Thursday, January 4, 2024

Men Without Women by Haruki Murakami review / A quiet panic

 


Men Without Women by Haruki Murakami review – a quiet panic

There are shades of Hemingway in these stories about men who choose loneliness in the avoidance of pain


M John Harrison

Friday 5 May 2017


A

quiet panic afflicts the male characters in Hemingway’s 1927 collection Men Without Women, that touchstone in the development of both Hemingwayism and the short story. Men should never put themselves in the position where they can lose someone, a bereaved Italian soldier warns Hemingway’s long-running protagonist Nick Adams: instead, a man “should find things he cannot lose”. Ninety years later, Haruki Murakami’s men without women have come to the same conclusion, polishing it into a postmodern lifestyle.

Kafuko, a middle-aged character actor, used to be married. Throughout their life together, his wife had affairs, but he loved her, and though it was painful – “his heart was torn and his insides were bleeding” – he never dared ask her what deficiency she was tryng to make up for in their relationship; now it’s too late. In another story, jazz fan Kino blunders in on his wife having sex with his best friend and, apparently more embarrassed than wounded, decides to begin life again as a bar owner in another part of town. He equips the perfect establishment, then sits in it playing his favourite albums and waiting for his first customer, a policy guaranteed to draw in spirits as unquietly defeated as himself.

By the end of the title story, its narrator has concluded, in appropriately Hemingwayesque fashion, that when you lose one woman, you lose them all: you become, somehow, the representative of the category “men without women”, alone but not singular. To be trapped by that “relentlessly rigid plural” is to live at the heart of loneliness. But something about this rhetorical sleight of hand reveals loneliness as a coping strategy in itself. Kafuko the actor, for instance, performs his way into his exchanges with others, taking on the qualities of the person he needs to be in the situation he’s in – but he learned the technique in childhood, long before he got into the profession, long before his wife died. “Why don’t you have any friends?” his new driver asks him one day, in a traffic jam on the Tokyo metropolitan expressway. It’s an interesting question.

There’s a dialled-down quality to these men. Their exchanges with other people are limited to bedrooms and bars. They have one eccentricity each: they care about reading or cooking or the history of popular music. Murakami Man, we begin to see, has no friends because, in the pursuit of convenience and emotional self-protection, in proofing himself against grief, he chose distance. He chose loneliness long before he experienced loss. As a result, he is unable to take advantage of the predictable life he has been at such pains to organise. If he fails to connect with others, he fails, equally, to connect with himself.

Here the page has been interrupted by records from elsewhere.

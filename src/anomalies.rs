use std::collections::{BTreeMap,BTreeSet};

use log::warn;
use serde::Serialize;

use super::date::IsoDate;
use super::error::Result;
use super::format::format_count;


/// A day on which a cumulative count went down.
#[derive(Clone,Debug,PartialEq,Serialize)]
pub struct Anomaly {
    pub date: IsoDate,
    pub region: String,
    pub metric: String,
    pub previous: u64,
    pub current: u64,
    pub index: usize,
}

/// Indices `i` where `values[i] < values[i - 1]`.
pub fn decreases<T: PartialOrd>(values: &[T]) -> Vec<usize> {
    (1..values.len()).filter(|&i| values[i] < values[i - 1]).collect()
}


/// Anomalies found across all scanned series. Only reports; the series
/// themselves are left as they are.
#[derive(Debug,Default)]
pub struct AnomalyLog {
    records: Vec<Anomaly>,
    dates: BTreeMap<String,BTreeSet<IsoDate>>,
}

impl AnomalyLog {

    /// Scans one series, `labels[i]` being the date of `values[i]`.
    /// Returns the number of anomalies found.
    pub fn scan(&mut self, region: &str, metric: &str, labels: &[IsoDate], values: &[u64]) -> usize {
	let found = decreases(values);
	for index in found.iter().copied() {
	    let anomaly = Anomaly {
		date: labels[index],
		region: region.to_string(),
		metric: metric.to_lowercase(),
		previous: values[index - 1],
		current: values[index],
		index,
	    };
	    warn!("{} {} dropped from {} to {} on {}", anomaly.region, anomaly.metric,
		  anomaly.previous, anomaly.current, anomaly.date);
	    self.dates.entry(anomaly.region.clone()).or_default().insert(anomaly.date);
	    self.records.push(anomaly);
	}
	found.len()
    }

    pub fn len(&self) -> usize {
	self.records.len()
    }

    /// Sorted by date, then region and metric.
    pub fn records(&self) -> Vec<&Anomaly> {
	let mut records: Vec<_> = self.records.iter().collect();
	records.sort_by(|a,b| (a.date, &a.region, &a.metric).cmp(&(b.date, &b.region, &b.metric)));
	records
    }

    pub fn to_markdown(&self) -> String {
	let mut markdown = String::from("| `date` | state | metric | details |\n| --- | --- | --- | --- |\n");
	for anomaly in self.records() {
	    markdown.push_str(&format!(
		"| {} | {} | {} | {} is lower than previous value of {} |\n",
		anomaly.date, anomaly.region, anomaly.metric,
		format_count(anomaly.current as f64), format_count(anomaly.previous as f64)));
	}
	markdown
    }

    pub fn to_json(&self) -> Result<String> {
	Ok(serde_json::to_string_pretty(&self.dates)?)
    }

}


#[cfg(test)]
mod tests {

    use super::*;

    fn labels(n: usize) -> Vec<IsoDate> {
	let start = IsoDate::parse("2021-02-01").unwrap();
	(0..n as i64).map(|i| start.add_days(i)).collect()
    }

    #[test]
    fn flags_only_decreases() {
	assert_eq!(decreases(&[100, 150, 140, 200]), vec![2]);
	assert_eq!(decreases(&[1, 1, 2, 3]), Vec::<usize>::new());
	assert_eq!(decreases::<u64>(&[]), Vec::<usize>::new());
	assert_eq!(decreases(&[5.0, 4.0, 3.0]), vec![1, 2]);
    }

    #[test]
    fn records_values_and_dates() {
	let mut log = AnomalyLog::default();
	let dates = labels(4);
	assert_eq!(log.scan("Bayern", "Total doses", &dates, &[100, 150, 140, 200]), 1);
	assert_eq!(log.records(), vec![&Anomaly {
	    date: dates[2],
	    region: "Bayern".to_string(),
	    metric: "total doses".to_string(),
	    previous: 150,
	    current: 140,
	    index: 2,
	}]);
    }

    #[test]
    fn dates_are_deduplicated_per_region() {
	let mut log = AnomalyLog::default();
	let dates = labels(4);
	log.scan("Bayern", "Total doses", &dates, &[10, 5, 6, 7]);
	log.scan("Bayern", "First doses", &dates, &[10, 5, 6, 3]);
	log.scan("Berlin", "First doses", &dates, &[1, 2, 3, 4]);
	assert_eq!(log.len(), 3);
	assert_eq!(log.to_json().unwrap(),
		   "{\n  \"Bayern\": [\n    \"2021-02-02\",\n    \"2021-02-04\"\n  ]\n}");
    }

    #[test]
    fn markdown_table_is_sorted() {
	let mut log = AnomalyLog::default();
	let dates = labels(3);
	log.scan("Sachsen", "Total doses", &dates, &[3000, 2500, 2600]);
	log.scan("Bayern", "Total doses", &dates, &[5000, 6000, 1200]);
	assert_eq!(log.to_markdown(),
		   "| `date` | state | metric | details |\n| --- | --- | --- | --- |\n\
		    | 2021-02-02 | Sachsen | total doses | 2,500 is lower than previous value of 3,000 |\n\
		    | 2021-02-03 | Bayern | total doses | 1,200 is lower than previous value of 6,000 |\n");
    }

}
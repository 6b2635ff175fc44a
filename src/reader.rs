use std::fs;
use std::borrow::Cow;
use std::path::Path;
use std::collections::HashMap;

use csv::{StringRecord,Trim};
use encoding_rs::{UTF_8,WINDOWS_1252};
use log::{info,warn,debug};

use super::date::IsoDate;
use super::error::{Result,Error};


/// A delimited text table, read in full. Values stay raw strings until a
/// caller asks for a typed field.
#[derive(Debug)]
pub struct Table {
    columns: HashMap<String,usize>,
    rows: Vec<StringRecord>,
}

/// One row of a `Table`, addressed by header name.
#[derive(Clone,Copy)]
pub struct Record<'a> {
    columns: &'a HashMap<String,usize>,
    row: &'a StringRecord,
}


pub fn read_table(path: &Path, delimiter: u8) -> Result<Table> {
    info!("Reading {}...", path.display());
    let bytes = fs::read(path)?;
    let table = Table::from_text(&decode(&bytes), delimiter)?;
    debug!("Read {} rows from {}", table.len(), path.display());
    Ok(table)
}

/// Spreadsheet exports are not always UTF-8; fall back to Windows-1252
/// when the bytes do not decode cleanly.
fn decode(bytes: &[u8]) -> Cow<'_,str> {
    let (text, malformed) = UTF_8.decode_with_bom_removal(bytes);
    if !malformed {
	return text;
    }
    warn!("Input is not valid UTF-8, decoding as Windows-1252");
    WINDOWS_1252.decode_without_bom_handling(bytes).0
}


impl Table {

    pub fn from_text(text: &str, delimiter: u8) -> Result<Table> {
	let mut reader = csv::ReaderBuilder::new()
	    .delimiter(delimiter)
	    .trim(Trim::Headers)
	    .from_reader(text.as_bytes());
	let columns = reader.headers()?.iter().enumerate()
	    .map(|(i,h)| (h.to_string(), i))
	    .collect();
	let rows = reader.records().collect::<std::result::Result<Vec<_>,_>>()?;
	Ok(Table { columns, rows })
    }

    pub fn len(&self) -> usize {
	self.rows.len()
    }

    pub fn records(&self) -> impl Iterator<Item = Record<'_>> {
	self.rows.iter().map(move |row| Record { columns: &self.columns, row })
    }

}


impl<'a> Record<'a> {

    /// Source line, 1-based and counting the header.
    pub fn line(&self) -> u64 {
	self.row.position().map_or(0, |p| p.line())
    }

    pub fn get(&self, column: &str) -> Result<&'a str> {
	let row: &'a StringRecord = self.row;
	self.columns.get(column)
	    .and_then(|i| row.get(*i))
	    .ok_or_else(|| Error::MissingColumn { column: column.to_string(), line: self.line() })
    }

    pub fn date(&self, column: &str) -> Result<IsoDate> {
	IsoDate::parse(self.get(column)?.trim())
    }

    /// Non-negative integer; an empty cell counts as zero.
    pub fn count(&self, column: &str) -> Result<u64> {
	self.parse(column, self.get(column)?)
    }

    /// Like `count`, but an absent column also counts as zero.
    pub fn optional_count(&self, column: &str) -> Result<u64> {
	match self.columns.contains_key(column) {
	    false => Ok(0),
	    true => self.count(column),
	}
    }

    /// Signed integer; an empty cell counts as zero.
    pub fn signed(&self, column: &str) -> Result<i64> {
	self.parse(column, self.get(column)?)
    }

    fn parse<T: std::str::FromStr + Default>(&self, column: &str, value: &str) -> Result<T> {
	match value.trim() {
	    "" => Ok(T::default()),
	    v => v.parse().map_err(|_| Error::InvalidNumber {
		column: column.to_string(),
		line: self.line(),
		value: value.to_string(),
	    })
	}
    }

}
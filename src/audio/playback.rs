//! Audio playback
//!
//! Playback goes through a small trait so the session can run with any
//! output: an external player process, or nothing at all.

use super::io::encode_wav;
use crate::platform::{feed_and_wait, probe_executable, setup_pulseaudio};
use crate::{Result, RobopError};
use log::{debug, info};
use std::process::{Command, Stdio};

/// Something that can play a mono waveform
pub trait Player {
    /// Play samples at the given rate, blocking until playback finishes
    fn play(&mut self, waveform: &[f32], sample_rate: u32) -> Result<()>;
}

/// Player that discards audio
pub struct NullPlayer;

impl Player for NullPlayer {
    fn play(&mut self, waveform: &[f32], sample_rate: u32) -> Result<()> {
        debug!(
            "Audio output disabled, skipping {} samples at {} Hz",
            waveform.len(),
            sample_rate
        );
        Ok(())
    }
}

/// How audio is handed to the player process
#[derive(Debug, Clone, Copy, PartialEq, Eq)]
enum StdinFormat {
    /// Complete WAV file
    Wav,
    /// Headerless little-endian f32 samples
    RawFloat,
}

/// Player that pipes audio into an external program
pub struct CommandPlayer {
    program: String,
    format: StdinFormat,
}

impl CommandPlayer {
    /// ALSA `aplay`, fed a WAV file on stdin
    pub fn aplay() -> Result<Self> {
        if !probe_executable("aplay") {
            return Err(RobopError::ExternalTool(
                "aplay not found. Install with: sudo apt install alsa-utils".to_string(),
            ));
        }
        Ok(Self {
            program: "aplay".to_string(),
            format: StdinFormat::Wav,
        })
    }

    /// PulseAudio `paplay`, fed raw float samples on stdin
    pub fn paplay() -> Result<Self> {
        setup_pulseaudio()?;
        if !probe_executable("paplay") {
            return Err(RobopError::ExternalTool(
                "paplay not found. Install with: sudo apt install pulseaudio-utils".to_string(),
            ));
        }
        Ok(Self {
            program: "paplay".to_string(),
            format: StdinFormat::RawFloat,
        })
    }

    fn args(&self, sample_rate: u32) -> Vec<String> {
        match self.format {
            StdinFormat::Wav => vec!["-q".to_string(), "-".to_string()],
            StdinFormat::RawFloat => vec![
                "--raw".to_string(),
                "--format=float32le".to_string(),
                format!("--rate={}", sample_rate),
                "--channels=1".to_string(),
            ],
        }
    }

    fn payload(&self, waveform: &[f32], sample_rate: u32) -> Result<Vec<u8>> {
        match self.format {
            StdinFormat::Wav => encode_wav(waveform, sample_rate),
            StdinFormat::RawFloat => Ok(waveform.iter().flat_map(|s| s.to_le_bytes()).collect()),
        }
    }
}

impl Player for CommandPlayer {
    fn play(&mut self, waveform: &[f32], sample_rate: u32) -> Result<()> {
        let payload = self.payload(waveform, sample_rate)?;
        debug!(
            "Playing {} samples at {} Hz with {}",
            waveform.len(),
            sample_rate,
            self.program
        );

        let child = Command::new(&self.program)
            .args(self.args(sample_rate))
            .stdin(Stdio::piped())
            .stdout(Stdio::null())
            .stderr(Stdio::piped())
            .spawn()
            .map_err(|e| {
                RobopError::ExternalTool(format!("Failed to start {}: {}", self.program, e))
            })?;

        feed_and_wait(child, &self.program, &payload)
    }
}

/// Create the player named in the configuration
///
/// `auto` tries aplay, then paplay, then falls back to no audio.
pub fn create_player(choice: &str) -> Result<Box<dyn Player>> {
    match choice {
        "none" => Ok(Box::new(NullPlayer)),
        "aplay" => Ok(Box::new(CommandPlayer::aplay()?)),
        "paplay" => Ok(Box::new(CommandPlayer::paplay()?)),
        "auto" => {
            match CommandPlayer::aplay() {
                Ok(player) => {
                    info!("Using aplay for playback");
                    return Ok(Box::new(player));
                }
                Err(e) => info!("aplay unavailable: {}", e),
            }
            match CommandPlayer::paplay() {
                Ok(player) => {
                    info!("Using paplay for playback");
                    Ok(Box::new(player))
                }
                Err(e) => {
                    info!("paplay unavailable: {}", e);
                    log::warn!("No audio player found, audio output disabled");
                    Ok(Box::new(NullPlayer))
                }
            }
        }
        other => Err(RobopError::Config(format!(
            "unknown player '{}' (expected auto, aplay, paplay or none)",
            other
        ))),
    }
}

Devotees will find plenty of signature Murakami here, in the empty, almost Lynchian interiors of “Kino”, the weird psychic landscape of the narrator of “Men Without Women”, the troubled Prague of “Samsa in Love”. You’re never quite sure about the story’s boundaries – sometimes you aren’t even sure it’s begun. Murakami never tells it until he’s ready, and that may take pages of careful preparation. He’s as fascinated as his specimens by the complex layers of social geology in which they’re to be found embedded, so that’s where he begins. It’s up to the reader to work out why.

In “Yesterday”, Tanimura, who is from Kansai, divests himself so completely from the Kansai dialect that no one in Tokyo can believe he comes from there; while his friend Kitaru, in the attempt to become a serious supporter of the Hanshin Tigers baseball team, submerges himself in the Kansai dialect to the point where he seems to have been born there. Meanwhile, the narrator of “An Independent Organ” is teasing us: “I’m sure you’ll understand that the veracity of each tiny detail really isn’t critical.” All that matters, surely, is that “a clear portrait should emerge”.

The authorial voice is as subtle as the tease, unassumingly ironic enough to avoid the banality it explores: it calmly reveals the passive self-repression or puncturable egotism of the men. Murakami’s women are a different matter. Their capacities seem to fall halfway between motherly and male: they are gruff caregivers. Misaki the chauffeur in “Drive My Car” speaks bluntly, wears a man’s herringbone jacket and drives with “a minimum of wasted effort”. In “Scheherazade”, the eponymous storyteller is “a housewife from a provincial city”: her businesslike sexual manners remind the hero that she’s a trained nurse.

Tale by tale, the different women – unassuaged, and who can blame them – move off to the peripheries. The men apologise for themselves and are content to drift, remaining puzzled as much by their own behaviour as anyone else’s. Their stories are never less than readable, comic, amiably fantastic, human, yet with an entertainingly sarcastic edge, but verge on the bland. Unlike Hemingway’s Italian soldier, they can’t pinpoint the moment their lives went wrong; they barely remember their previous condition – and not well enough to describe it. Have they learned anything from experience? They say so. We’re left wondering if that’s true, or if, like Kino the barman, they’re really courting self-erasure.

 M John Harrison’s short story collection You Should Come With Me Now will be published by Comma later this year. Men Without Women is published by Harvill Secker.